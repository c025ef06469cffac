use nalgebra::Unit;

use crate::{
    geometry::{self, HitRecord, Interval, Ray, WorldBox, WorldPoint},
    scene::{Hittable, MaterialIdx},
};

/// Flat, double sided triangle.
///
/// Vertex order sets the outward normal (counter clockwise when looking at the front face).
/// Degenerate triangles are allowed and never get hit.
#[derive(Clone, Debug, PartialEq)]
pub struct Triangle {
    vertices: geometry::Triangle<WorldPoint>,
    material: MaterialIdx,
    bounding_box: WorldBox,
}

impl Triangle {
    pub fn new(p0: WorldPoint, p1: WorldPoint, p2: WorldPoint, material: MaterialIdx) -> Self {
        let vertices = geometry::Triangle::new(p0, p1, p2);
        Triangle {
            bounding_box: vertices.bounding_box(),
            vertices,
            material,
        }
    }

    pub fn vertices(&self) -> &geometry::Triangle<WorldPoint> {
        &self.vertices
    }

    pub fn material(&self) -> MaterialIdx {
        self.material
    }
}

impl Hittable for Triangle {
    fn hit(&self, ray: &Ray, ray_t: Interval, rec: &mut HitRecord) -> bool {
        let Some((t, uv)) = self.vertices.intersect(ray) else {
            return false;
        };
        if !ray_t.contains(t) {
            return false;
        }

        rec.t = t;
        rec.point = ray.point_at(t);
        rec.material = self.material;
        rec.set_face_normal(ray, Unit::new_normalize(self.vertices.normal()));
        rec.u = uv.u;
        rec.v = uv.v;

        true
    }

    fn bounding_box(&self) -> WorldBox {
        self.bounding_box
    }
}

### AIM OF THE TASK
Nothing should be missing: every line above must be reproduced exactly.

### RESPONSE BELOW
repository c025ef06469cffac
use nalgebra::Unit;

use crate::{
    geometry::{self, HitRecord, Interval, Ray, WorldBox, WorldPoint},
    scene::{Hittable, MaterialIdx},
};

/// Flat, double sided triangle.
///
/// Vertex order sets the outward normal (counter clockwise when looking at the front face).
/// Degenerate triangles are allowed and never get hit.
#[derive(Clone, Debug, PartialEq)]
pub struct Triangle {
    vertices: geometry::Triangle<WorldPoint>,
    material: MaterialIdx,
    bounding_box: WorldBox,
}

impl Triangle {
    pub fn new(p0: WorldPoint, p1: WorldPoint, p2: WorldPoint, material: MaterialIdx) -> Self {
        let vertices = geometry::Triangle::new(p0, p1, p2);
        Triangle {
            bounding_box: vertices.bounding_box(),
            vertices,
            material,
        }
    }

    pub fn vertices(&self) -> &geometry::Triangle<WorldPoint> {
        &self.vertices
    }

    pub fn material(&self) -> MaterialIdx {
        self.material
    }
}

impl Hittable for Triangle {
    fn hit(&self, ray: &Ray, ray_t: Interval, rec: &mut HitRecord) -> bool {
        let Some((t, uv)) = self.vertices.intersect(ray) else {
            return false;
        };
        if !ray_t.contains(t) {
            return false;
        }

        rec.t = t;
        rec.point = ray.point_at(t);
        rec.material = self.material;
        rec.set_face_normal(ray, Unit::new_normalize(self.vertices.normal()));
        rec.u = uv.u;
        rec.v = uv.v;

        true
    }

    fn bounding_box(&self) -> WorldBox {
        self.bounding_box
    }
}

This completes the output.